··· INPUT MATERIAL

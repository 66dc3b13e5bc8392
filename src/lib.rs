//! Rules engine and solver for 1A2B, the four-digit unique-digit
//! Bulls and Cows variant.
//!
//! # Architecture
//!
//! - **Game**: codes, the 14-value feedback set, scoring, and the
//!   canonical digit mapping
//! - **Solver**: the precomputed strategy tree (loaded once, shared
//!   read-only) and the traversal engine
//! - **Session**: the per-conversation state machine and the manager
//!   that serializes events per conversation
//! - **Config**: TOML configuration for the binary
//!
//! # Example
//!
//! ```
//! use bulls_and_cows::{Code, score};
//!
//! let secret: Code = "1234".parse()?;
//! let guess: Code = "1243".parse()?;
//! assert_eq!(score(&secret, &guess).counts(), (2, 2));
//! # Ok::<(), bulls_and_cows::ParseCodeError>(())
//! ```

#![warn(missing_docs)]
#![forbid(unsafe_code)]

// Private module declarations
mod config;
mod game;
mod session;
mod solver;

// Crate-level exports - Game types
pub use game::{CanonicalMapping, Code, FEEDBACK_COUNT, Feedback, ParseCodeError, score};

// Crate-level exports - Solver
pub use solver::{Solver, SolverStep, StrategyNode, StrategyTree, TreeError};

// Crate-level exports - Session management
pub use session::{
    ConversationId, Effect, Event, Session, SessionManager, SessionPhase, SessionState,
};

// Crate-level exports - Configuration
pub use config::{ConfigError, EngineConfig};
//! Shared fixtures for integration tests.
#![allow(dead_code)]

use bulls_and_cows::{Code, Feedback, StrategyTree, score};
use serde_json::Value;

/// All 5040 valid codes, in lexicographic order.
pub fn all_codes() -> Vec<Code> {
    let mut codes = Vec::with_capacity(5040);
    for a in 0u8..10 {
        for b in 0u8..10 {
            for c in 0u8..10 {
                for d in 0u8..10 {
                    if let Ok(code) = Code::new([a, b, c, d]) {
                        codes.push(code);
                    }
                }
            }
        }
    }
    codes
}

/// Builds a consistent strategy tree over the full canonical secret set,
/// in the same nested JSON format the loader consumes.
///
/// Strategy: at each branch, guess the first remaining candidate. Not
/// minimax-optimal, but every feedback child partitions the candidates
/// consistently, which is all the traversal tests need.
pub fn consistent_tree() -> StrategyTree {
    let value = consistent_tree_json();
    StrategyTree::from_json(&value).expect("builder emits well-formed data")
}

/// The raw JSON for `consistent_tree`, for loader tests.
pub fn consistent_tree_json() -> Value {
    let candidates = all_codes();
    let root_guess: Code = "0123".parse().unwrap();
    children_value(&candidates, &root_guess)
}

fn children_value(candidates: &[Code], guess: &Code) -> Value {
    let entries = Feedback::ALL
        .iter()
        .map(|&feedback| {
            let bucket: Vec<Code> = candidates
                .iter()
                .copied()
                .filter(|candidate| score(candidate, guess) == feedback)
                .collect();
            match bucket.as_slice() {
                [] => Value::Bool(false),
                [only] => Value::String(only.to_string()),
                _ => {
                    let next = bucket[0];
                    let mut map = serde_json::Map::new();
                    map.insert(next.to_string(), children_value(&bucket, &next));
                    Value::Object(map)
                }
            }
        })
        .collect();
    Value::Array(entries)
}
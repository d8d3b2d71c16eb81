use std::io;
use std::process;

use clap::Parser;
use color_eyre::{eyre::eyre, Result};
use pypx_core::{CommandContext, PypxConfig, SystemEffects};

mod cli;
mod dispatch;
mod output;
mod style;

use cli::PypxCli;
use output::OutputOptions;

const INTERRUPTED_EXIT_CODE: i32 = 130;

fn main() -> Result<()> {
    color_eyre::install()?;

    let cli = PypxCli::parse();
    init_tracing(cli.trace, cli.verbose, cli.quiet);

    pypx_core::install_interrupt_handler(|| {
        eprintln!("operation cancelled");
        process::exit(INTERRUPTED_EXIT_CODE);
    })
    .map_err(|err| eyre!("{err:#}"))?;

    let config = PypxConfig::from_env().map_err(|err| eyre!("{err:#}"))?;
    pypx_core::ensure_roots_exist(&config).map_err(|err| eyre!("{err:#}"))?;
    tracing::debug!(home = %config.home.display(), "pypx home");

    let ctx = CommandContext::new(config, SystemEffects::shared());
    let (info, outcome) = dispatch::dispatch_command(&ctx, &cli.command)?;
    let opts = OutputOptions {
        quiet: cli.quiet,
        json: cli.json,
        no_color: cli.no_color,
    };
    let code = output::emit_output(&opts, info, &outcome)?;

    if code == 0 {
        Ok(())
    } else {
        process::exit(code);
    }
}

fn init_tracing(trace: bool, verbose: u8, quiet: bool) {
    let level = if trace {
        "trace"
    } else if quiet {
        "warn"
    } else {
        match verbose {
            0 => "info",
            1 => "debug",
            _ => "trace",
        }
    };

    let filter = format!("pypx={level},pypx_core={level},pypx_cli={level}");
    let subscriber = tracing_subscriber::fmt()
        .with_env_filter(filter)
        .with_writer(io::stderr)
        .with_target(false)
        .with_level(false)
        .without_time()
        .finish();

    let _ = tracing::subscriber::set_global_default(subscriber);
}
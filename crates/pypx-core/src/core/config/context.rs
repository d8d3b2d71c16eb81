use super::PypxConfig;
use crate::core::runtime::effects::{Effects, SharedEffects};
use crate::core::runtime::CommandGroup;

#[derive(Clone, Copy, Debug)]
pub struct CommandInfo {
    pub group: CommandGroup,
    pub name: &'static str,
}

impl CommandInfo {
    #[must_use]
    pub const fn new(group: CommandGroup, name: &'static str) -> Self {
        Self { group, name }
    }
}

/// Managed roots and effects handed to every command handler.
pub struct CommandContext {
    config: PypxConfig,
    effects: SharedEffects,
}

impl CommandContext {
    #[must_use]
    pub fn new(config: PypxConfig, effects: SharedEffects) -> Self {
        Self { config, effects }
    }

    #[must_use]
    pub fn config(&self) -> &PypxConfig {
        &self.config
    }

    pub fn effects(&self) -> &dyn Effects {
        self.effects.as_ref()
    }
}
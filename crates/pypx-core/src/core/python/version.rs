//! Version token classification and banner parsing.

use std::cmp::Ordering;

use once_cell::sync::Lazy;
use regex::Regex;

static PREFIX_RE: Lazy<Regex> = Lazy::new(|| Regex::new(r"^\d+\.\d+$").expect("valid regex"));
static BANNER_RE: Lazy<Regex> =
    Lazy::new(|| Regex::new(r"\d+\.\d+(?:\.\d+)?").expect("valid regex"));

#[derive(Clone, Copy, Debug, PartialEq, Eq)]
pub enum VersionKind {
    /// `X.Y`: a release series.
    Prefix,
    /// Anything else, used literally.
    Exact,
}

/// Classifies a version token purely by its shape.
#[must_use]
pub fn classify(token: &str) -> VersionKind {
    if PREFIX_RE.is_match(token) {
        VersionKind::Prefix
    } else {
        VersionKind::Exact
    }
}

#[must_use]
pub fn is_prefix(token: &str) -> bool {
    classify(token) == VersionKind::Prefix
}

/// First `X.Y[.Z]` run in free-form text such as `Python 3.11.5`.
#[must_use]
pub fn extract_version(text: &str) -> Option<String> {
    BANNER_RE.find(text).map(|m| m.as_str().to_string())
}

/// Numeric comparison of dotted versions (`3.10.2 > 3.9.0`).
///
/// Components that are not plain integers fall back to a string comparison
/// at that position; such versions have no meaningful release ordering.
#[must_use]
pub fn compare_versions(left: &str, right: &str) -> Ordering {
    let mut lhs = left.split('.');
    let mut rhs = right.split('.');
    loop {
        match (lhs.next(), rhs.next()) {
            (None, None) => return Ordering::Equal,
            (Some(_), None) => return Ordering::Greater,
            (None, Some(_)) => return Ordering::Less,
            (Some(a), Some(b)) => {
                let ordering = match (a.parse::<u64>(), b.parse::<u64>()) {
                    (Ok(a), Ok(b)) => a.cmp(&b),
                    _ => a.cmp(b),
                };
                if ordering != Ordering::Equal {
                    return ordering;
                }
            }
        }
    }
}
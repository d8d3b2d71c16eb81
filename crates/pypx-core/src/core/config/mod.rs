//! Configuration, managed roots, and per-command context assembly.

pub mod context;
pub mod layout;
pub mod settings;

pub use layout::Layout;
pub use settings::*;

······

Give again, word for word, every line from the one holding "(None, None) =>" to the end of the data.

● SOLUTION FOR THIS EXERCISE
            (None, None) => return Ordering::Equal,
            (Some(_), None) => return Ordering::Greater,
            (None, Some(_)) => return Ordering::Less,
            (Some(a), Some(b)) => {
                let ordering = match (a.parse::<u64>(), b.parse::<u64>()) {
                    (Ok(a), Ok(b)) => a.cmp(&b),
                    _ => a.cmp(b),
                };
                if ordering != Ordering::Equal {
                    return ordering;
                }
            }
        }
    }
}
repository d8d3b2d71c16eb81
filename crates/pypx-core/src/core/config/mod.rs
//! Configuration, managed roots, and per-command context assembly.

pub mod context;
pub mod layout;
pub mod settings;

pub use layout::Layout;
pub use settings::*;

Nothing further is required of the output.